The resurrection of Jesus from the dead is the fulcrum on which our Christian faith rests. Paul wrote in 1 Corinthians 15:14 that “if Christ has not been raised, our preaching is useless and so is your faith “(NIV). All a skeptic needs to do is disprove the fact of the resurrection and the Christian faith collapses. But two millennia have passed and the resurrection of Jesus Christ still stands uncontested! It is not that many have not tried to disprove the resurrection. However, try as they might, the Gospel witness remains reliable and any historical evidence to the contrary significantly absent.
In the Greek, Ephesians 1:19 describes God’s incomparable power with four specific words. The first word is Dunamis, translated into English with words such as force, ability, or capability. The second word is Energeia, translated as energy or efficiency. The next word is Kratos, strength, might, and manifest power. The last word is Ischus, meaning inherent power. One word just cannot describe the extent of God’s strength, so the Bible describes it as incomparably great force, ability, capability, energy, efficiency, strength, inherent and manifest power. So much more descriptive than the theological term omnipotence is it not?
Paul then states that God demonstrated His great power by raising Jesus Christ from the dead. On that first Resurrection Sunday, the battered and mortally damaged body of Jesus of Nazareth came alive. The same power that spoke creation into existence not only reanimated Jesus’ physical body, but transformed Him into gloriously eternal physicality. For forty days the glorified Lord of creation lived among His followers and taught them things concerning the Kingdom of Heaven. Then He ascended from this earthly realm and took His place at the Fathers side.

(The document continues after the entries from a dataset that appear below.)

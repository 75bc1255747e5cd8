//! # Counter Session
//!
//! One ticket at a time, owned by the terminal.
//!
//! ## Ownership
//! Every mutating command takes `&mut self`. While `finalize` awaits the
//! data store, nothing else can touch the ticket, so the same ticket can
//! never be submitted twice.
//!
//! ```text
//! ┌─────────────────────────────────────────────────────────────────────────┐
//! │  add_product / add_weighed / set_customer / set_express / ...           │
//! │         │                                                               │
//! │         ▼                                                               │
//! │     Ticket ──► totals(now) ──► TicketTotals (display)                   │
//! │         │                                                               │
//! │         ▼                                                               │
//! │  finalize(payment) ──► Order::from_ticket ──► OrderStore::create_order  │
//! │                                                   │                     │
//! │                           success: ticket cleared │ failure: kept       │
//! └─────────────────────────────────────────────────────────────────────────┘
//! ```

use chrono::{DateTime, FixedOffset, Utc};
use tracing::{debug, info, warn};
use washfold_core::{
    Customer, LineItem, ManualDiscount, Order, Payment, Product, ServiceSettings, Ticket,
    TicketTotals, User, WeightEntry,
};
use washfold_store::{OrderStore, SettingsStore};

use crate::error::ApiError;

#[derive(Debug, Clone)]
pub struct Session {
    ticket: Ticket,
    operator: Option<User>,
    settings: ServiceSettings,
    utc_offset: FixedOffset,
}

impl Session {
    /// Starts with an empty ticket. `settings` are the configured fallback
    /// until [`Session::refresh_settings`] finds saved ones.
    pub fn new(settings: ServiceSettings, utc_offset: FixedOffset, operator: Option<User>) -> Self {
        Session {
            ticket: Ticket::new(),
            operator,
            settings,
            utc_offset,
        }
    }

    /// Resumes a ticket that was being built elsewhere (e.g. loaded from JSON).
    pub fn with_ticket(mut self, ticket: Ticket) -> Self {
        self.ticket = ticket;
        self
    }

    pub fn ticket(&self) -> &Ticket {
        &self.ticket
    }

    pub fn settings(&self) -> &ServiceSettings {
        &self.settings
    }

    pub fn operator(&self) -> Option<&User> {
        self.operator.as_ref()
    }

    pub fn set_operator(&mut self, operator: Option<User>) {
        self.operator = operator;
    }

    /// Picks up the store's saved settings. Keeps the current ones when
    /// nothing is saved or the store cannot be reached.
    pub async fn refresh_settings(&mut self, store: &dyn SettingsStore) {
        match store.service_settings().await {
            Ok(Some(settings)) => {
                debug!(tax_bps = settings.tax_rate.bps(), "Loaded service settings");
                self.settings = settings;
            }
            Ok(None) => debug!("No saved service settings, keeping defaults"),
            Err(e) => warn!(error = %e, "Could not load service settings, keeping defaults"),
        }
    }

    // =========================================================================
    // Ticket Commands
    // =========================================================================

    pub fn add_product(&mut self, product: &Product) -> Result<(), ApiError> {
        debug!(product = %product.id, "add_product command");
        self.ticket.add_product(product)?;
        Ok(())
    }

    /// Returns the position of the new weight line.
    pub fn add_weighed(
        &mut self,
        product: &Product,
        entries: Vec<WeightEntry>,
    ) -> Result<usize, ApiError> {
        debug!(product = %product.id, bags = entries.len(), "add_weighed command");
        Ok(self.ticket.add_weighed(product, entries)?)
    }

    pub fn add_weight_entry(&mut self, index: usize, entry: WeightEntry) -> Result<(), ApiError> {
        self.ticket.add_weight_entry(index, entry)?;
        Ok(())
    }

    pub fn update_quantity(&mut self, index: usize, quantity: u32) -> Result<(), ApiError> {
        debug!(index, quantity, "update_quantity command");
        self.ticket.update_quantity(index, quantity)?;
        Ok(())
    }

    pub fn remove_item(&mut self, index: usize) -> Result<LineItem, ApiError> {
        Ok(self.ticket.remove_item(index)?)
    }

    pub fn set_customer(&mut self, customer: Customer) {
        debug!(customer = %customer.id, "set_customer command");
        self.ticket.set_customer(customer);
    }

    pub fn confirm_walk_in(&mut self) {
        self.ticket.confirm_walk_in();
    }

    pub fn set_express(&mut self, is_express: bool) {
        self.ticket.set_express(is_express);
    }

    pub fn apply_discount(&mut self, discount: ManualDiscount) -> Result<(), ApiError> {
        debug!(kind = ?discount.kind, "apply_discount command");
        self.ticket.set_manual_discount(discount)?;
        Ok(())
    }

    pub fn clear_discount(&mut self) {
        self.ticket.clear_manual_discount();
    }

    pub fn set_delivery(&mut self, delivery: Option<Product>) {
        self.ticket.set_delivery(delivery);
    }

    pub fn set_notes(&mut self, notes: &str) -> Result<(), ApiError> {
        self.ticket.set_notes(notes)?;
        Ok(())
    }

    pub fn clear(&mut self) {
        debug!("clear ticket command");
        self.ticket.clear();
    }

    // =========================================================================
    // Pricing & Checkout
    // =========================================================================

    /// Prices the current ticket as of `now`, in the store's offset.
    pub fn totals(&self, now: DateTime<Utc>) -> TicketTotals {
        TicketTotals::compute(
            &self.ticket,
            &self.settings,
            now.with_timezone(&self.utc_offset),
        )
    }

    /// Turns the ticket into a stored order.
    ///
    /// ## Flow
    /// 1. Price the ticket and build the order (rejects empty tickets,
    ///    unconfirmed customers and payments that do not match the total)
    /// 2. The store assigns the order number
    /// 3. Only then is the ticket cleared; on any failure it is left as is
    ///    so the operator can retry
    pub async fn finalize(
        &mut self,
        payment: Payment,
        orders: &dyn OrderStore,
        now: DateTime<Utc>,
    ) -> Result<Order, ApiError> {
        debug!(method = %payment.method, "finalize command");

        let totals = self.totals(now);
        let order = Order::from_ticket(
            &self.ticket,
            &totals,
            payment,
            self.operator.as_ref(),
            now,
        )?;

        let saved = orders.create_order(order).await?;
        self.ticket.clear();

        info!(
            order_number = saved.order_number,
            total = %saved.total,
            method = %saved.payment.method,
            "Order created"
        );
        Ok(saved)
    }
}

// =============================================================================
// Unit Tests
// =============================================================================
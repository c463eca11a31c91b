use anyhow::{Result, anyhow};
use rustc_hash::FxHashMap;
use skrifa::{
    FontRef, GlyphId, MetadataProvider,
    instance::{LocationRef, Size},
    raw::FileRef,
};
use tracing::{trace, warn};

use super::{FontMetrics, TextMeasurer};
use crate::style::Paint;

/// Measures text with real font data. Paints without a font use the primary
/// face; named fonts resolve against families registered with
/// [`FontMeasurer::with_family`].
pub struct FontMeasurer<'a> {
    font: FontRef<'a>,
    families: FxHashMap<String, FontRef<'a>>,
}

/// Load the first font of a font file or collection.
pub fn load_font(data: &[u8]) -> Result<FontRef<'_>> {
    let file = FileRef::new(data).map_err(|e| anyhow!("Failed to parse font file: {:?}", e))?;

    file.fonts()
        .next()
        .ok_or_else(|| anyhow!("No fonts found in font file"))?
        .map_err(|e| anyhow!("Failed to load first font: {:?}", e))
}

impl<'a> FontMeasurer<'a> {
    pub fn new(data: &'a [u8]) -> Result<Self> {
        Ok(Self {
            font: load_font(data)?,
            families: FxHashMap::default(),
        })
    }

    /// Register `data` under the family `name` (matched case-insensitively).
    pub fn with_family(mut self, name: &str, data: &'a [u8]) -> Result<Self> {
        self.families.insert(name.to_lowercase(), load_font(data)?);
        Ok(self)
    }

    /// The face `paint` resolves to.
    pub fn face(&self, paint: &Paint) -> Option<&FontRef<'a>> {
        match &paint.font {
            None => Some(&self.font),
            Some(name) => {
                let face = self.families.get(&name.to_lowercase());

                if face.is_none() {
                    trace!(%name, "Unknown font family");
                }

                face
            }
        }
    }

    pub(crate) fn glyph_id(face: &FontRef<'a>, c: char) -> GlyphId {
        face.charmap().map(c).unwrap_or_else(|| {
            warn!(%c, "Missing glyph, using .notdef");
            GlyphId::NOTDEF
        })
    }
}

impl std::fmt::Debug for FontMeasurer<'_> {
    fn fmt(&self, f: &mut std::fmt::Formatter<'_>) -> std::fmt::Result {
        f.debug_struct("FontMeasurer")
            .field("families", &self.families.keys().collect::<Vec<_>>())
            .finish_non_exhaustive()
    }
}

impl TextMeasurer for FontMeasurer<'_> {
    fn advance(&self, text: &str, paint: &Paint) -> Option<f64> {
        let face = self.face(paint)?;
        let glyph_metrics = face.glyph_metrics(Size::new(paint.size as f32), LocationRef::default());

        let width: f32 = text
            .chars()
            .map(|c| {
                glyph_metrics
                    .advance_width(Self::glyph_id(face, c))
                    .unwrap_or_default()
            })
            .sum();

        Some(width as f64)
    }

    fn metrics(&self, paint: &Paint) -> Option<FontMetrics> {
        let face = self.face(paint)?;
        let metrics = face.metrics(Size::new(paint.size as f32), LocationRef::default());

        Some(FontMetrics {
            ascent: metrics.ascent as f64,
            // Descent is negative (below the baseline) in font coordinates.
            descent: -(metrics.descent as f64),
            leading: metrics.leading as f64,
        })
    }
}
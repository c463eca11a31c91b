//! Markup handling: canonicalizing annotation tags, interpreting inline
//! formatting, and splitting a string into plain and annotated segments.
//!
//! An annotation block looks like `<ruby>base<rt>gloss</rt></ruby>`; `base`
//! may carry inline formatting tags, `gloss` is reduced to plain text.

pub mod normalize;
pub mod parse;
pub mod rich;

pub use normalize::normalize;
pub use parse::{AnnotatedSegment, MarkupParser, ParsedDocument, Segment};
pub use rich::interpret;

pub const RUBY_OPEN: &str = "<ruby>";
pub const RUBY_CLOSE: &str = "</ruby>";
pub const GLOSS_OPEN: &str = "<rt>";
pub const GLOSS_CLOSE: &str = "</rt>";

/// Whether `markup` contains any annotation tag, opening or closing.
pub(crate) fn contains_annotation_tag(markup: &str) -> bool {
    let lower = markup.to_ascii_lowercase();

    ["<ruby", "</ruby", "<rt", "</rt"]
        .iter()
        .any(|tag| lower.contains(tag))
}
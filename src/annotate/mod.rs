//! Automatic gloss generation: wrap characters an [`Annotator`] knows in
//! annotation blocks.

#[cfg(feature = "pinyin")]
pub mod pinyin;
#[cfg(feature = "romaji")]
pub mod romaji;

use std::ops::RangeInclusive;

use rustc_hash::FxHashMap;

use crate::markup::{GLOSS_CLOSE, GLOSS_OPEN, RUBY_CLOSE, RUBY_OPEN};

pub const CJK_RANGE: RangeInclusive<u32> = 0x4e00..=0x9fff;
pub const KANJI_EXTENDED_A_RANGE: RangeInclusive<u32> = 0x3400..=0x4dbf;
pub const HIRAGANA_RANGE: RangeInclusive<u32> = 0x3040..=0x309f;
pub const KATAKANA_RANGE: RangeInclusive<u32> = 0x30a0..=0x30ff;
pub const JAPANESE_PUNCTUATION_RANGE: RangeInclusive<u32> = 0x3000..=0x303f;
pub const HANGUL_RANGE: RangeInclusive<u32> = 0xac00..=0xd7af;
pub const FULL_WIDTH_RANGE: RangeInclusive<u32> = 0xff00..=0xff60;

const WIDE_RANGES: [RangeInclusive<u32>; 7] = [
    CJK_RANGE,
    KANJI_EXTENDED_A_RANGE,
    HIRAGANA_RANGE,
    KATAKANA_RANGE,
    JAPANESE_PUNCTUATION_RANGE,
    HANGUL_RANGE,
    FULL_WIDTH_RANGE,
];

/// Whether `c` is normally set on a full em.
pub fn is_wide(c: char) -> bool {
    WIDE_RANGES.iter().any(|range| range.contains(&(c as u32)))
}

/// A source of glosses for single characters.
pub trait Annotator: Send + Sync {
    /// The gloss for `ch`, if any.
    fn gloss(&self, ch: char) -> Option<String>;

    /// Returns the character ranges that this annotator can gloss.
    fn ranges(&self) -> &[RangeInclusive<u32>];

    fn covers(&self, ch: char) -> bool {
        self.ranges().iter().any(|range| range.contains(&(ch as u32)))
    }
}

/// Glosses looked up in a fixed table.
#[derive(Debug, Clone, Default)]
pub struct GlossTable {
    glosses: FxHashMap<char, String>,
    ranges: Vec<RangeInclusive<u32>>,
}

impl GlossTable {
    pub fn new() -> Self {
        Self::default()
    }

    pub fn insert(&mut self, ch: char, gloss: impl Into<String>) {
        self.glosses.insert(ch, gloss.into());
        self.ranges.push(ch as u32..=ch as u32);
    }

    /// Parse lines of `<char> <gloss>`; blank lines and lines starting with
    /// `#` are skipped, as are lines whose key is not a single character.
    pub fn parse(source: &str) -> Self {
        let mut table = Self::new();

        for line in source.lines() {
            let line = line.trim();

            if line.is_empty() || line.starts_with('#') {
                continue;
            }

            let Some((key, gloss)) = line.split_once(char::is_whitespace) else {
                continue;
            };

            let mut chars = key.chars();

            if let (Some(ch), None) = (chars.next(), chars.next()) {
                table.insert(ch, gloss.trim());
            }
        }

        table
    }
}

impl<const N: usize> From<[(char, &str); N]> for GlossTable {
    fn from(entries: [(char, &str); N]) -> Self {
        let mut table = Self::new();

        for (ch, gloss) in entries {
            table.insert(ch, gloss);
        }

        table
    }
}

impl Annotator for GlossTable {
    fn gloss(&self, ch: char) -> Option<String> {
        self.glosses.get(&ch).cloned()
    }

    fn ranges(&self) -> &[RangeInclusive<u32>] {
        &self.ranges
    }
}

/// Wrap every character of `markup`'s text that `annotator` can gloss in its
/// own annotation block. Tags are copied through untouched and text already
/// inside an annotation block is left alone.
pub fn annotate_text(markup: &str, annotator: &dyn Annotator) -> String {
    let mut out = String::with_capacity(markup.len() * 2);
    let mut depth = 0usize;
    let mut rest = markup;

    while !rest.is_empty() {
        if rest.starts_with('<')
            && let Some(end) = rest.find('>')
        {
            let tag = &rest[..=end];
            let lower = tag.to_ascii_lowercase();

            if lower.starts_with("<ruby") {
                depth += 1;
            } else if lower.starts_with("</ruby") {
                depth = depth.saturating_sub(1);
            }

            out.push_str(tag);
            rest = &rest[end + 1..];
            continue;
        }

        let mut chars = rest.chars();
        let Some(ch) = chars.next() else {
            break;
        };
        rest = chars.as_str();

        let gloss = (depth == 0 && annotator.covers(ch))
            .then(|| annotator.gloss(ch))
            .flatten()
            .filter(|gloss| !gloss.is_empty());

        match gloss {
            Some(gloss) => {
                out.push_str(RUBY_OPEN);
                out.push(ch);
                out.push_str(GLOSS_OPEN);
                out.push_str(&gloss);
                out.push_str(GLOSS_CLOSE);
                out.push_str(RUBY_CLOSE);
            }
            None => out.push(ch),
        }
    }

    out
}
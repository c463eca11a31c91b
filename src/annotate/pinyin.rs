use std::ops::RangeInclusive;

use ::pinyin::ToPinyin;

use super::{Annotator, CJK_RANGE};

/// Glosses Han characters with tone-marked pinyin.
#[derive(Debug, Clone, Copy, Default)]
pub struct PinyinAnnotator {
    /// when false, glosses drop tone marks (`han` instead of `hàn`)
    pub tones: bool,
}

impl PinyinAnnotator {
    pub fn new() -> Self {
        Self { tones: true }
    }
}

impl Annotator for PinyinAnnotator {
    fn gloss(&self, ch: char) -> Option<String> {
        let pinyin = ch.to_pinyin()?;

        let text = if self.tones {
            pinyin.with_tone()
        } else {
            pinyin.plain()
        };

        Some(text.to_string())
    }

    fn ranges(&self) -> &[RangeInclusive<u32>] {
        &[CJK_RANGE]
    }
}
impl RubyLayout {
    /// `paint` is the enclosing paint: default size, color and font of the
    /// text being laid out.
    pub fn new(style: RubyStyle, paint: Paint) -> Self {
        Self {
            style,
            paint,
            cache: LayoutCache::default(),
        }
    }

    pub fn with_capacity(style: RubyStyle, paint: Paint, capacity: NonZeroUsize) -> Self {
        Self {
            style,
            paint,
            cache: LayoutCache::new(capacity),
        }
    }

    pub fn style(&self) -> &RubyStyle {
        &self.style
    }

    pub fn style_mut(&mut self) -> &mut RubyStyle {
        &mut self.style
    }

    pub fn paint(&self) -> &Paint {
        &self.paint
    }

    pub fn set_ratio(&mut self, ratio: f64) {
        self.style.set_ratio(ratio);
    }

    pub fn set_spacing(&mut self, spacing: f64) {
        self.style.spacing = spacing;
    }

    pub fn set_align(&mut self, align: RubyAlign) {
        self.style.align = align;
    }

    pub fn set_font_size(&mut self, size: f64) {
        self.paint.size = size;
    }

    pub fn evict_all(&mut self) {
        self.cache.evict_all();
    }

    /// The enclosing paint at `font_size`.
    pub fn base_paint(&self, font_size: f64) -> Paint {
        Paint {
            size: font_size,
            ..self.paint.clone()
        }
    }

    /// The paint glosses are drawn with, over a base of `font_size`.
    pub fn gloss_paint(&self, font_size: f64) -> Paint {
        let mut paint = Paint::new(font_size * self.style.ratio)
            .with_color(self.style.color.unwrap_or(self.paint.color))
            .with_font(self.style.font.clone().or_else(|| self.paint.font.clone()));
        paint.italic = self.paint.italic;
        paint
    }

    fn params(&self, font_size: f64) -> LayoutParams {
        LayoutParams {
            font_size,
            ratio: self.style.ratio,
            spacing: self.style.spacing,
            align: self.style.align,
            font: self.style.font.clone(),
            base_font: self.paint.font.clone(),
        }
    }

    /// Whether a measurement of `segment` is cached, and if so whether it
    /// still matches the current parameters.
    pub fn cache_state(&self, segment: &AnnotatedSegment, font_size: f64) -> Option<CacheState> {
        let params = self.params(font_size);

        self.cache.peek(segment.layout_key().as_str()).map(|cached| {
            if cached.params == params {
                CacheState::Valid
            } else {
                CacheState::Stale
            }
        })
    }

    /// Measure `segment` over a base of `font_size`.
    pub fn measure(
        &mut self,
        segment: &AnnotatedSegment,
        font_size: f64,
        measurer: &impl TextMeasurer,
    ) -> LayoutMetrics {
        let params = self.params(font_size);
        let key = segment.layout_key();

        if let Some(cached) = self.cache.get(key.as_str()) {
            if cached.params == params {
                trace!(markup = %segment.markup, "Layout cache hit");
                return cached.metrics;
            }

            debug!(markup = %segment.markup, "Layout cache entry stale, remeasuring");
        }

        let metrics = self.compute(segment, font_size, measurer);

        self.cache.put(key, CachedMetrics { params, metrics });

        metrics
    }

    fn compute(
        &self,
        segment: &AnnotatedSegment,
        font_size: f64,
        measurer: &impl TextMeasurer,
    ) -> LayoutMetrics {
        let base_paint = self.base_paint(font_size);
        let (base_width, base) = measure_formatted(&segment.base, &base_paint, measurer);

        let gloss_paint = self.gloss_paint(font_size);
        let gloss_width = resolve_advance(measurer, &segment.gloss, &gloss_paint, &base_paint);
        let gloss = resolve_metrics(measurer, &gloss_paint, &base_paint);

        let reserved_width = base_width.max(gloss_width);

        let base_offset_x = if gloss_width > base_width {
            (reserved_width - base_width) / 2.0
        } else {
            0.0
        };

        let gloss_offset_x = match self.style.align {
            RubyAlign::Start => 0.0,
            RubyAlign::Center => (reserved_width - gloss_width) / 2.0,
            RubyAlign::End => reserved_width - gloss_width,
            RubyAlign::Distribute => {
                if gloss_width <= base_width {
                    base_offset_x + (base_width - gloss_width) / 2.0
                } else {
                    (reserved_width - gloss_width) / 2.0
                }
            }
        };

        let spacing = self.style.spacing;

        LayoutMetrics {
            base_width,
            gloss_width,
            reserved_width,
            base_offset_x,
            gloss_offset_x,
            gloss_offset_y: -(base.ascent + spacing + gloss.descent),
            base_ascent: base.ascent,
            ascent: base.ascent + gloss.height() + spacing,
            descent: base.descent,
            leading: base.leading,
        }
    }

    /// Draw `segment` with its base baseline starting at `origin`.
    ///
    /// `gloss_baseline`, when given, overrides the segment's own gloss
    /// offset so glosses across a line can share one baseline.
    pub fn draw(
        &mut self,
        segment: &AnnotatedSegment,
        font_size: f64,
        origin: Point,
        gloss_baseline: Option<f64>,
        measurer: &impl TextMeasurer,
        canvas: &mut impl Canvas,
    ) -> LayoutMetrics {
        let metrics = self.measure(segment, font_size, measurer);
        let gloss_offset_y = gloss_baseline.unwrap_or(metrics.gloss_offset_y);

        if let Some(highlight) = self.style.highlight {
            let gloss = resolve_metrics(
                measurer,
                &self.gloss_paint(font_size),
                &self.base_paint(font_size),
            );
            let top = origin.y + (gloss_offset_y - gloss.ascent).min(-metrics.ascent);

            let rect = Rect::new(
                origin.x,
                top,
                origin.x + metrics.reserved_width,
                origin.y + metrics.descent,
            );

            canvas.fill_rect(RoundedRect::from_rect(rect, highlight.radius), highlight.color);
        }

        draw_formatted(
            &segment.base,
            &self.base_paint(font_size),
            Point::new(origin.x + metrics.base_offset_x, origin.y),
            measurer,
            canvas,
        );

        canvas.fill_text(
            &segment.gloss,
            Point::new(origin.x + metrics.gloss_offset_x, origin.y + gloss_offset_y),
            &self.gloss_paint(font_size),
        );

        metrics
    }
}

What is really surprising about Paul’s prayer is not so much how he describes God’s power, but who he identifies as its current recipients. J.B.Phillips translates part of verse nineteen as “how tremendous is the power available to us who believe in God.” In the context of Paul’s prayer, that’s us Christians, right?! The same power that raised Jesus from the dead is available to us! Paul’s prayer came well after Pentecost, so it’s the ongoing church he had in mind, not just the first disciples. I am so very grateful for this because without `power from on high’ how could we live holy lives, let alone minister effectively.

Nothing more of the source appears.